Supplied material »
+--
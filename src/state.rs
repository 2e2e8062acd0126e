use std::sync::Arc;

use sqlx::SqlitePool;

use crate::config::AppConfig;
use crate::limiter::RateLimiter;

#[derive(Clone)]
pub struct AppState {
    pub db: SqlitePool,
    pub config: Arc<AppConfig>,
    pub limiter: Arc<RateLimiter>,
}

impl AppState {
    pub async fn init() -> anyhow::Result<Self> {
        let config = Arc::new(AppConfig::from_env()?);
        let db = crate::db::connect(&config.database_url).await?;
        Ok(Self::from_parts(db, config))
    }

    pub fn from_parts(db: SqlitePool, config: Arc<AppConfig>) -> Self {
        let limiter = Arc::new(RateLimiter::new(config.rate_limit.clone()));
        Self {
            db,
            config,
            limiter,
        }
    }
}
+--
Work request » Go through the records and tally the lines that include "RateLimiter". Write only the number.

Solution » 3